Severity
High
Analysis Summary
Akira ransomware is a sophisticated cyber threat that first emerged in March 2023 and operates under a Ransomware-as-a-Service (RaaS) model. It allows affiliates to conduct ransomware attacks by encrypting and stealing data from victim organizations. The group behind Akira is believed to have ties to the defunct Conti ransomware gang, based on overlapping techniques, infrastructure, and ransom payment patterns. Akira initially targeted Windows systems with its original C++ variant, but it quickly evolved, releasing a Linux variant in April 2023 aimed at VMware ESXi systems, followed by a Rust-based version called “Megazord” and a more advanced variant known as Akira_v2.
The ransomware has been used to target various sectors including healthcare, education, manufacturing, finance, construction, and legal services. It has been particularly active in North America, Europe, and Australia. Akira’s attack methodology involves exploiting VPN vulnerabilities—particularly those lacking multi-factor authentication—and using tools like Mimikatz, LaZagne, and Advanced IP Scanner for lateral movement and credential harvesting. Once inside a network, it exfiltrates sensitive data before encrypting files using strong encryption methods like ChaCha20 and RSA. Victims are then extorted under the threat of public data leaks unless a ransom—ranging from $200,000 to several million—is paid.
As of early 2024, Akira has affected over 250 organizations and is estimated to have earned more than $42 million in ransom payments. Notable victims include Stanford University, Nissan Australia, Tietoevry, and the Toronto Zoo. Akira’s consistent evolution and aggressive targeting make it a major concern for cybersecurity professionals, emphasizing the need for strong defenses such as multi-factor authentication, timely patching, and comprehensive incident response strategies.
Impact
- Lateral Movement
- Data Exfiltration
- Credential Theft
- Financial Loss
Indicators of Compromise
MD5
39a14bfc65e6f5e13fc2817206a39cad
977452c8332167f83a417b079169ac8a
e72e0069e1fb4328e2704bda97fb4a40
SHA-256
7142bff8d40f56b9e2e8eaf2d626d54ef6533e6d2f29242ecc90c98aef1a6955
3d6c1fdfc04383ddb9a9028fa7181b017978a0d4f910fdfcb3905ed6b4f33418
337d21f964091417f22f35aee35e31d94fc3f35179c36c0304eef6e4ae983292
SHA1
3e300119505125a878f88f3b6d993670cc5e9c3d
37afc2b1ccaeea84b898c727bc242cae29430351
c28ac747eedad47c36e93960dfa19e87e38b6803
Remediation
- Block all threat indicators at your respective controls.

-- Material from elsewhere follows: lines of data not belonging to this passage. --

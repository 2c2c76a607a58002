//! OAuth 1.0a request signing against the broker's web API.
//!
//! Two signature methods are in play: `RSA-SHA256` for the live-session-token
//! handshake and `HMAC-SHA256` (keyed by the derived token) for everything
//! after it. Query-string parameters join the signature base string; JSON
//! request bodies never do.

use std::path::Path;

use base64::{engine::general_purpose::STANDARD as BASE64, Engine as _};
use hmac::{Hmac, Mac};
use percent_encoding::{utf8_percent_encode, AsciiSet, NON_ALPHANUMERIC};
use rand::RngCore;
use rsa::pkcs1::DecodeRsaPrivateKey;
use rsa::pkcs8::DecodePrivateKey;
use rsa::{Oaep, Pkcs1v15Sign, RsaPrivateKey};
use sha1::Sha1;
use sha2::{Digest, Sha256};

use crate::{BrokerError, BrokerResult};

/// RFC 3986 unreserved characters pass through; everything else is escaped.
const OAUTH_ENCODE_SET: &AsciiSet = &NON_ALPHANUMERIC
    .remove(b'-')
    .remove(b'.')
    .remove(b'_')
    .remove(b'~');

pub(crate) const SIG_METHOD_RSA: &str = "RSA-SHA256";
pub(crate) const SIG_METHOD_HMAC: &str = "HMAC-SHA256";

type HmacSha256 = Hmac<Sha256>;

/// Percent-encode a string with the OAuth character set.
pub fn pct_encode(input: &str) -> String {
    utf8_percent_encode(input, OAUTH_ENCODE_SET).to_string()
}

/// 16 random lowercase hex characters.
pub fn nonce() -> String {
    let mut bytes = [0u8; 8];
    rand::thread_rng().fill_bytes(&mut bytes);
    hex::encode(bytes)
}

/// Load an RSA private key from a PEM file, accepting both PKCS#1
/// (`BEGIN RSA PRIVATE KEY`) and PKCS#8 (`BEGIN PRIVATE KEY`) encodings.
pub fn load_private_key(path: &Path) -> BrokerResult<RsaPrivateKey> {
    let pem = std::fs::read_to_string(path).map_err(|err| {
        BrokerError::Auth(format!("failed to read key file {}: {err}", path.display()))
    })?;
    RsaPrivateKey::from_pkcs1_pem(&pem)
        .or_else(|_| RsaPrivateKey::from_pkcs8_pem(&pem))
        .map_err(|err| {
            BrokerError::Auth(format!("failed to parse RSA key {}: {err}", path.display()))
        })
}

/// Holds the long-lived OAuth identity and the private keys backing it.
pub struct OauthSigner {
    pub consumer_key: String,
    pub access_token: String,
    pub realm: String,
    signature_key: RsaPrivateKey,
    encryption_key: RsaPrivateKey,
}

impl OauthSigner {
    pub fn new(
        consumer_key: String,
        access_token: String,
        realm: String,
        signature_key: RsaPrivateKey,
        encryption_key: RsaPrivateKey,
    ) -> Self {
        Self {
            consumer_key,
            access_token,
            realm,
            signature_key,
            encryption_key,
        }
    }

    /// RSA-OAEP decryption of the base64 access-token-secret ciphertext.
    /// The plaintext bytes seed both the base-string prepend and the
    /// HMAC message of the token derivation.
    pub fn decrypt_access_token_secret(&self, ciphertext_b64: &str) -> BrokerResult<Vec<u8>> {
        let ciphertext = BASE64
            .decode(ciphertext_b64.trim())
            .map_err(|err| BrokerError::Auth(format!("access token secret is not base64: {err}")))?;
        self.encryption_key
            .decrypt(Oaep::new::<Sha1>(), &ciphertext)
            .map_err(|err| {
                BrokerError::Auth(format!("failed to decrypt access token secret: {err}"))
            })
    }

    fn base_oauth_params(&self, signature_method: &str) -> Vec<(String, String)> {
        vec![
            ("oauth_consumer_key".into(), self.consumer_key.clone()),
            ("oauth_nonce".into(), nonce()),
            ("oauth_signature_method".into(), signature_method.into()),
            (
                "oauth_timestamp".into(),
                chrono::Utc::now().timestamp().to_string(),
            ),
            ("oauth_token".into(), self.access_token.clone()),
        ]
    }

    /// Authorization header for the live-session-token request. The base
    /// string is prefixed with the hex of the decrypted secret and signed
    /// with the RSA signature key.
    pub fn lst_request_header(
        &self,
        url: &str,
        dh_challenge_hex: &str,
        prepend_hex: &str,
    ) -> BrokerResult<String> {
        let mut params = self.base_oauth_params(SIG_METHOD_RSA);
        params.push((
            "diffie_hellman_challenge".into(),
            dh_challenge_hex.to_string(),
        ));

        let base = format!("{prepend_hex}{}", base_string("POST", url, &params));
        let digest = Sha256::digest(base.as_bytes());
        let signature = self
            .signature_key
            .sign(Pkcs1v15Sign::new::<Sha256>(), &digest)
            .map_err(|err| BrokerError::Auth(format!("RSA signing failed: {err}")))?;
        params.push(("oauth_signature".into(), pct_encode(&BASE64.encode(signature))));
        Ok(authorization_header(&self.realm, params))
    }

    /// Authorization header for an authenticated call, signed with
    /// HMAC-SHA256 keyed by the decoded live session token. `query` must
    /// carry every query-string pair of the actual request.
    pub fn signed_header(
        &self,
        method: &str,
        url: &str,
        query: &[(String, String)],
        live_session_token: &[u8],
    ) -> BrokerResult<String> {
        let mut params = self.base_oauth_params(SIG_METHOD_HMAC);
        let mut base_params = params.clone();
        base_params.extend(query.iter().cloned());

        let base = base_string(method, url, &base_params);
        let mut mac = HmacSha256::new_from_slice(live_session_token)
            .map_err(|err| BrokerError::Auth(format!("failed to key request HMAC: {err}")))?;
        mac.update(base.as_bytes());
        let signature = BASE64.encode(mac.finalize().into_bytes());
        params.push(("oauth_signature".into(), pct_encode(&signature)));
        Ok(authorization_header(&self.realm, params))
    }
}

/// `METHOD&pct(url)&pct(k1=v1&k2=v2...)` with parameters sorted by key.
pub fn base_string(method: &str, url: &str, params: &[(String, String)]) -> String {
    let mut sorted: Vec<&(String, String)> = params.iter().collect();
    sorted.sort();
    let joined = sorted
        .iter()
        .map(|(key, value)| format!("{key}={value}"))
        .collect::<Vec<_>>()
        .join("&");
    format!("{method}&{}&{}", pct_encode(url), pct_encode(&joined))
}

/// `OAuth realm="...", k="v", ...` with keys sorted and values quoted.
pub fn authorization_header(realm: &str, mut params: Vec<(String, String)>) -> String {
    params.sort();
    let pairs = params
        .iter()
        .map(|(key, value)| format!("{key}=\"{value}\""))
        .collect::<Vec<_>>()
        .join(", ");
    format!("OAuth realm=\"{realm}\", {pairs}")
}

- Search for indicators of compromise (IOCs) in your environment utilizing your respective security controls.
- Disconnect infected devices from the internet and local networks immediately to prevent the ransomware from spreading.
- Do not pay the ransom, paying does not guarantee file recovery and may encourage further attacks.
- Use reputable antivirus or anti-malware software to detect and remove the ransomware from your system.
- Restore files from clean backups if available, ensure backups are not connected to the infected network during restoration.
- Update all software, operating systems, and firmware to their latest versions to patch known vulnerabilities.
- Implement network segmentation to limit the spread of ransomware within your organization.
- Conduct regular security audits and vulnerability assessments to identify and address potential security gaps.
- Implement strict user access controls, granting permissions based on the principle of least privilege.
- Develop and regularly update an incident response plan to effectively respond to ransomware attacks.
- Monitor network traffic for unusual activity that may indicate a ransomware infection.
- Regularly back up critical data and store backups offline or in a secure, isolated environment.